═════ Records for the task ═════
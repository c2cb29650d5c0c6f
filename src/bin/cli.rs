//! Kickturn CLI - inspect rail extraction and run scripted skate sessions

use clap::{Parser, Subcommand};
use nalgebra::{UnitQuaternion, Vector2, Vector3};
use std::path::{Path, PathBuf};
use std::process::ExitCode;
use std::sync::Arc;
use tracing_subscriber::{fmt, prelude::*, EnvFilter};

use kickturn::config::{PhysicsParameterTable, SkaterConfig, SkaterStats};
use kickturn::game::constants::physics::TIMESTEP;
use kickturn::game::events::SkaterEvent;
use kickturn::game::geometry::{Layer, Rgba};
use kickturn::game::intent::Intent;
use kickturn::game::physics::PhysicsWorld;
use kickturn::game::rails::{MultiPathExtractor, RailNetwork, RailPath, RailPathBuilder, TaggedMesh};
use kickturn::game::Simulation;

#[derive(Parser)]
#[command(name = "kickturn")]
#[command(about = "Skateboard locomotion core CLI", long_about = None)]
struct Cli {
    #[command(subcommand)]
    command: Commands,
}

#[derive(Subcommand)]
enum Commands {
    /// Extract grind rails from a vertex-coloured mesh (JSON)
    Rails {
        /// Path to the mesh file
        mesh: PathBuf,
        /// Minimum vertex alpha for an edge to count as grindable
        #[arg(long, default_value = "0.9")]
        threshold: f32,
        /// Extract every disjoint rail instead of a single path
        #[arg(long)]
        multi: bool,
    },
    /// Run a scripted session in the demo park and print the state timeline
    Simulate {
        /// Skater configuration (physics table plus stats)
        #[arg(long, env = "KICKTURN_CONFIG")]
        params: Option<PathBuf>,
        /// Stand-alone stat profile, overriding the config's `[stats]`
        #[arg(long, env = "KICKTURN_STATS")]
        stats: Option<PathBuf>,
        /// Seconds of simulated time
        #[arg(long, default_value = "6.0")]
        seconds: f32,
        /// Seed for balance wobble
        #[arg(long, default_value = "7")]
        seed: u64,
    },
    /// Print the physics parameter table as TOML
    Params {
        /// Print this file's table (after validation) instead of the defaults
        #[arg(long)]
        params: Option<PathBuf>,
    },
}

fn main() -> ExitCode {
    tracing_subscriber::registry()
        .with(fmt::layer().with_writer(std::io::stderr))
        .with(EnvFilter::try_from_default_env().unwrap_or_else(|_| EnvFilter::new("info")))
        .init();

    let cli = Cli::parse();

    let result = match cli.command {
        Commands::Rails {
            mesh,
            threshold,
            multi,
        } => print_rails(&mesh, threshold, multi),
        Commands::Simulate {
            params,
            stats,
            seconds,
            seed,
        } => simulate(params.as_deref(), stats.as_deref(), seconds, seed),
        Commands::Params { params } => print_params(params.as_deref()),
    };

    match result {
        Ok(()) => ExitCode::SUCCESS,
        Err(e) => {
            eprintln!("Error: {}", e);
            ExitCode::FAILURE
        }
    }
}

fn load_config(path: Option<&Path>) -> Result<SkaterConfig, String> {
    match path {
        Some(path) => SkaterConfig::from_file(path).map_err(|e| e.to_string()),
        None => Ok(SkaterConfig::default()),
    }
}

// =============================================================================
// Rails Command
// =============================================================================

fn print_rails(mesh_path: &Path, threshold: f32, multi: bool) -> Result<(), String> {
    let mesh = TaggedMesh::from_json_file(mesh_path).map_err(|e| e.to_string())?;
    let builder = RailPathBuilder::with_threshold(threshold);

    let paths = if multi {
        MultiPathExtractor::new(builder)
            .extract(&mesh)
            .map_err(|e| e.to_string())?
    } else {
        vec![builder.build(&mesh).map_err(|e| e.to_string())?]
    };

    println!(
        "{} rail(s) from {} ({} vertices, {} triangles)",
        paths.len(),
        mesh_path.display(),
        mesh.positions.len(),
        mesh.triangles.len()
    );
    for (i, path) in paths.iter().enumerate() {
        print_path(i, path);
    }
    Ok(())
}

fn print_path(index: usize, path: &RailPath) {
    let points = path.points();
    let first = points[0];
    let last = points[points.len() - 1];
    println!(
        "  rail {}: {} points, length {:.3}{}",
        index,
        points.len(),
        path.length(),
        if path.is_closed() { ", closed" } else { "" }
    );
    println!("    start ({:.3}, {:.3}, {:.3})", first.x, first.y, first.z);
    println!("    end   ({:.3}, {:.3}, {:.3})", last.x, last.y, last.z);
}

// =============================================================================
// Params Command
// =============================================================================

fn print_params(path: Option<&Path>) -> Result<(), String> {
    let table = match path {
        Some(path) => load_config(Some(path))?.physics,
        None => PhysicsParameterTable::default(),
    };
    let text = toml::to_string_pretty(&table).map_err(|e| e.to_string())?;
    print!("{}", text);
    Ok(())
}

// =============================================================================
// Simulate Command
// =============================================================================

const GREY: Rgba = Rgba::new(0.5, 0.5, 0.5, 0.0);

/// Flat floor, a low ledge straight ahead, and a vert-tagged bank at the far end.
fn demo_park(params: &PhysicsParameterTable) -> Result<(PhysicsWorld, RailNetwork), String> {
    let mut world = PhysicsWorld::new();
    let mut rails = RailNetwork::new();

    world
        .add_surface(&TaggedMesh::floor(Vector3::new(0.0, 0.0, 20.0), 20.0, 40.0, GREY), Layer::Ground)
        .map_err(|e| e.to_string())?;

    let vert = Rgba::rgb(params.vert_color);
    let bank = TaggedMesh::quad(
        [
            Vector3::new(-6.0, 0.0, 40.0),
            Vector3::new(-6.0, 4.0, 44.0),
            Vector3::new(6.0, 4.0, 44.0),
            Vector3::new(6.0, 0.0, 40.0),
        ],
        vert,
    );
    world.add_surface(&bank, Layer::Ground).map_err(|e| e.to_string())?;

    // Thin ledge whose top edge is painted with the grind colour.
    let grind = Rgba::rgb(params.grind_color);
    let ledge = TaggedMesh::new(
        vec![[0.0, 0.4, 12.0], [0.0, 0.4, 24.0], [0.0, 0.0, 12.0], [0.0, 0.0, 24.0]],
        vec![grind, grind, GREY, GREY],
        vec![[0, 1, 2], [1, 3, 2]],
    );
    world
        .add_rail_mesh(&ledge, &MultiPathExtractor::default(), &mut rails)
        .map_err(|e| e.to_string())?;

    Ok((world, rails))
}

/// Scripted controls: push, charge and pop an ollie toward the rail while
/// holding grind, then keep pushing into the bank.
fn scripted_intent(t: f32, previous_jump: bool) -> (Intent, bool) {
    let jump = (0.9..1.2).contains(&t) || (3.0..3.3).contains(&t);
    let intent = Intent {
        move_axis: Vector2::new(0.0, if t > 0.1 { 1.0 } else { 0.0 }),
        jump_down: jump && !previous_jump,
        jump_held: jump,
        jump_up: !jump && previous_jump,
        grind_down: (1.3..1.32).contains(&t),
        grind_held: (1.3..2.8).contains(&t),
        ..Intent::default()
    };
    (intent, jump)
}

fn describe(event: &SkaterEvent) -> String {
    match event {
        SkaterEvent::StateChanged { from, to } => format!("{} -> {}", from, to),
        SkaterEvent::TrickCompleted {
            name,
            rotation_degrees,
        } => format!("trick {} ({:.0} deg)", name, rotation_degrees),
        SkaterEvent::Landed {
            clean,
            trick,
            switch_stance,
        } => format!(
            "landed{}{}{}",
            if *clean { " clean" } else { " sketchy" },
            if *switch_stance { " switch" } else { "" },
            trick.map(|t| format!(" mid-{}", t)).unwrap_or_default()
        ),
        SkaterEvent::GrindStarted { rail } => format!("grind started on rail {}", rail.0),
        SkaterEvent::GrindEnded { rail, reason } => {
            format!("grind ended on rail {} ({:?})", rail.0, reason)
        }
        SkaterEvent::Bailed => "bailed".to_string(),
    }
}

fn simulate(
    config_path: Option<&Path>,
    stats_path: Option<&Path>,
    seconds: f32,
    seed: u64,
) -> Result<(), String> {
    let config = load_config(config_path)?;
    let stats = match stats_path {
        Some(path) => SkaterStats::from_file(path).map_err(|e| e.to_string())?,
        None => config.stats,
    };
    let params = Arc::new(config.physics);
    let (world, rails) = demo_park(&params)?;

    let mut sim = Simulation::new(world, rails, params).with_seed(seed);
    let id = sim.spawn_skater(Vector3::new(0.0, 0.05, 0.0), UnitQuaternion::identity(), stats);

    println!("Simulating {:.1}s in the demo park (seed {})", seconds, seed);
    let ticks = (seconds / TIMESTEP).ceil() as u32;
    let mut jump_held = false;
    for tick in 0..ticks {
        let t = tick as f32 * TIMESTEP;
        let (intent, held) = scripted_intent(t, jump_held);
        jump_held = held;
        sim.set_intent(id, &intent).map_err(|e| e.to_string())?;
        sim.step(TIMESTEP);

        for event in sim.drain_events(id).map_err(|e| e.to_string())? {
            println!("  {:>6.2}s  {}", sim.clock(), describe(&event));
        }
    }

    let skater = sim.skater(id).map_err(|e| e.to_string())?;
    let body = skater.body();
    println!(
        "Final: {} at ({:.2}, {:.2}, {:.2}), speed {:.2}",
        skater.state_kind(),
        body.position.x,
        body.position.y,
        body.position.z,
        body.velocity.norm()
    );
    Ok(())
}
═════
Your assignment: Wherever a line of the entries holds the string "index", copy that line.

Answer to this problem:
fn print_path(index: usize, path: &RailPath) {
        index,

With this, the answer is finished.